//! Terminal input module.
//!
//! Maps `crossterm` key events into [`types::GameAction`] and exposes a
//! non-blocking poll so the game loop never stalls waiting for a key.
//! Raw-mode setup lives with the terminal session in `blockfall-term`.

pub mod map;
pub mod poll;

pub use blockfall_types as types;

pub use map::map_key;
pub use poll::{action_from_event, poll_action, poll_action_timeout};
//! Terminal falling-block game (default binary).
//!
//! Fixed 50ms tick: render, poll at most one key without blocking, advance
//! gravity, sleep out the rest of the tick. No flags, no config file.

use std::thread;
use std::time::{Duration, Instant};

use anyhow::Result;
use log::{info, warn, LevelFilter};

use blockfall::core::{GameConfig, GameState, SimpleRng};
use blockfall::input::poll_action;
use blockfall::logging;
use blockfall::term::{final_message, FrameBuffer, GameView, TerminalRenderer, TerminalSession, Viewport};

fn main() -> Result<()> {
    let log_path = logging::default_log_path();
    if let Err(err) = logging::init(&log_path, LevelFilter::Debug) {
        // Playing without a log file is fine.
        eprintln!("blockfall: logging disabled: {err:#}");
    }

    let rng = SimpleRng::from_clock();
    info!("starting with seed {}", rng.state());
    let mut game = GameState::with_rng(rng, GameConfig::default());

    let session = TerminalSession::enter()?;
    let result = run(&mut game);
    // Restore before printing so the message lands on the normal screen.
    if let Err(err) = session.exit() {
        warn!("terminal restore failed: {err:#}");
    }
    result?;

    let snap = game.snapshot();
    println!("\n  {}\n", final_message(&snap));
    info!("exited: score={} lines={}", snap.score, snap.lines);
    Ok(())
}

fn run(game: &mut GameState) -> Result<()> {
    let view = GameView::default();
    let mut term = TerminalRenderer::new();
    let mut fb = FrameBuffer::new(0, 0);
    let tick = Duration::from_millis(game.config().tick_ms as u64);

    game.start();

    while !game.game_over() {
        let tick_start = Instant::now();

        draw(game, &view, &mut term, &mut fb)?;
        let action = poll_action()?;
        game.step(action);

        if let Some(rest) = tick.checked_sub(tick_start.elapsed()) {
            thread::sleep(rest);
        }
    }

    // Final frame with the GAME OVER overlay.
    term.invalidate();
    draw(game, &view, &mut term, &mut fb)?;
    // Let the overlay show before leaving the alternate screen.
    thread::sleep(Duration::from_millis(600));
    Ok(())
}

fn draw(
    game: &GameState,
    view: &GameView,
    term: &mut TerminalRenderer,
    fb: &mut FrameBuffer,
) -> Result<()> {
    let (w, h) = crossterm::terminal::size().unwrap_or((80, 24));
    view.render_into(&game.snapshot(), Viewport::new(w, h), fb);
    term.draw_swap(fb)
}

####

Task to carry out: Please make the answer a complete, exact reproduction of the records.

Reply:
//! Terminal input module.
//!
//! Maps `crossterm` key events into [`types::GameAction`] and exposes a
//! non-blocking poll so the game loop never stalls waiting for a key.
//! Raw-mode setup lives with the terminal session in `blockfall-term`.

pub mod map;
pub mod poll;

pub use blockfall_types as types;

pub use map::map_key;
pub use poll::{action_from_event, poll_action, poll_action_timeout};
//! Terminal falling-block game (default binary).
//!
//! Fixed 50ms tick: render, poll at most one key without blocking, advance
//! gravity, sleep out the rest of the tick. No flags, no config file.

use std::thread;
use std::time::{Duration, Instant};

use anyhow::Result;
use log::{info, warn, LevelFilter};

use blockfall::core::{GameConfig, GameState, SimpleRng};
use blockfall::input::poll_action;
use blockfall::logging;
use blockfall::term::{final_message, FrameBuffer, GameView, TerminalRenderer, TerminalSession, Viewport};

fn main() -> Result<()> {
    let log_path = logging::default_log_path();
    if let Err(err) = logging::init(&log_path, LevelFilter::Debug) {
        // Playing without a log file is fine.
        eprintln!("blockfall: logging disabled: {err:#}");
    }

    let rng = SimpleRng::from_clock();
    info!("starting with seed {}", rng.state());
    let mut game = GameState::with_rng(rng, GameConfig::default());

    let session = TerminalSession::enter()?;
    let result = run(&mut game);
    // Restore before printing so the message lands on the normal screen.
    if let Err(err) = session.exit() {
        warn!("terminal restore failed: {err:#}");
    }
    result?;

    let snap = game.snapshot();
    println!("\n  {}\n", final_message(&snap));
    info!("exited: score={} lines={}", snap.score, snap.lines);
    Ok(())
}

fn run(game: &mut GameState) -> Result<()> {
    let view = GameView::default();
    let mut term = TerminalRenderer::new();
    let mut fb = FrameBuffer::new(0, 0);
    let tick = Duration::from_millis(game.config().tick_ms as u64);

    game.start();

    while !game.game_over() {
        let tick_start = Instant::now();

        draw(game, &view, &mut term, &mut fb)?;
        let action = poll_action()?;
        game.step(action);

        if let Some(rest) = tick.checked_sub(tick_start.elapsed()) {
            thread::sleep(rest);
        }
    }

    // Final frame with the GAME OVER overlay.
    term.invalidate();
    draw(game, &view, &mut term, &mut fb)?;
    // Let the overlay show before leaving the alternate screen.
    thread::sleep(Duration::from_millis(600));
    Ok(())
}

fn draw(
    game: &GameState,
    view: &GameView,
    term: &mut TerminalRenderer,
    fb: &mut FrameBuffer,
) -> Result<()> {
    let (w, h) = crossterm::terminal::size().unwrap_or((80, 24));
    view.render_into(&game.snapshot(), Viewport::new(w, h), fb);
    term.draw_swap(fb)
}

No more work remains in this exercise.